* What to do
Using the records below, write out again exactly the lines that begin at the line containing "if self.length == 0" and end at the line containing "assert_eq!(length_decoder.remaining(), 2);", and no other lines.

* Extracted material
//! Decoder for request bodies framed by `Content-Length`.

use std::cmp;

use crate::protocol::PayloadItem;
use bytes::BytesMut;

/// Tracks the bytes still owed by a `Content-Length` body.
#[derive(Debug, Clone, PartialEq, Eq)]
pub struct LengthDecoder {
    /// The number of bytes remaining to be read from the payload
    length: u64,
}

impl LengthDecoder {
    pub fn new(length: u64) -> Self {
        Self { length }
    }

    pub fn remaining(&self) -> u64 {
        self.length
    }

    /// Splits at most the remaining length off `src`.
    ///
    /// Yields `Eof` once every declared byte was read, `None` when more input is needed.
    pub fn decode(&mut self, src: &mut BytesMut) -> Option<PayloadItem> {
        if self.length == 0 {
            return Some(PayloadItem::Eof);
        }

        if src.is_empty() {
            return None;
        }

        let len = cmp::min(self.length, src.len() as u64);
        let bytes = src.split_to(len as usize).freeze();

        self.length -= bytes.len() as u64;
        Some(PayloadItem::Chunk(bytes))
    }
}

#[cfg(test)]
mod tests {
    use super::*;

    #[test]
    fn test_basic() {
        let mut buffer: BytesMut = BytesMut::from(&b"101234567890abcdef\r\n\r\n"[..]);

        let mut length_decoder = LengthDecoder::new(10);
        let payload = length_decoder.decode(&mut buffer).unwrap();
        assert!(payload.is_chunk());

        let bytes = payload.as_bytes().unwrap();
        assert_eq!(&bytes[..], b"1012345678");
        assert_eq!(&buffer[..], b"90abcdef\r\n\r\n");

        assert!(length_decoder.decode(&mut buffer).unwrap().is_eof());
    }

    #[test]
    fn test_partial() {
        let mut buffer = BytesMut::from(&b"abc"[..]);
        let mut length_decoder = LengthDecoder::new(5);

        assert_eq!(length_decoder.decode(&mut buffer).unwrap().as_bytes().unwrap().as_ref(), b"abc");
        assert_eq!(length_decoder.remaining(), 2);
        assert!(length_decoder.decode(&mut buffer).is_none());
    }
}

* Solution below
        if self.length == 0 {
            return Some(PayloadItem::Eof);
        }

        if src.is_empty() {
            return None;
        }

        let len = cmp::min(self.length, src.len() as u64);
        let bytes = src.split_to(len as usize).freeze();

        self.length -= bytes.len() as u64;
        Some(PayloadItem::Chunk(bytes))
    }
}

#[cfg(test)]
mod tests {
    use super::*;

    #[test]
    fn test_basic() {
        let mut buffer: BytesMut = BytesMut::from(&b"101234567890abcdef\r\n\r\n"[..]);

        let mut length_decoder = LengthDecoder::new(10);
        let payload = length_decoder.decode(&mut buffer).unwrap();
        assert!(payload.is_chunk());

        let bytes = payload.as_bytes().unwrap();
        assert_eq!(&bytes[..], b"1012345678");
        assert_eq!(&buffer[..], b"90abcdef\r\n\r\n");

        assert!(length_decoder.decode(&mut buffer).unwrap().is_eof());
    }

    #[test]
    fn test_partial() {
        let mut buffer = BytesMut::from(&b"abc"[..]);
        let mut length_decoder = LengthDecoder::new(5);

        assert_eq!(length_decoder.decode(&mut buffer).unwrap().as_bytes().unwrap().as_ref(), b"abc");
        assert_eq!(length_decoder.remaining(), 2);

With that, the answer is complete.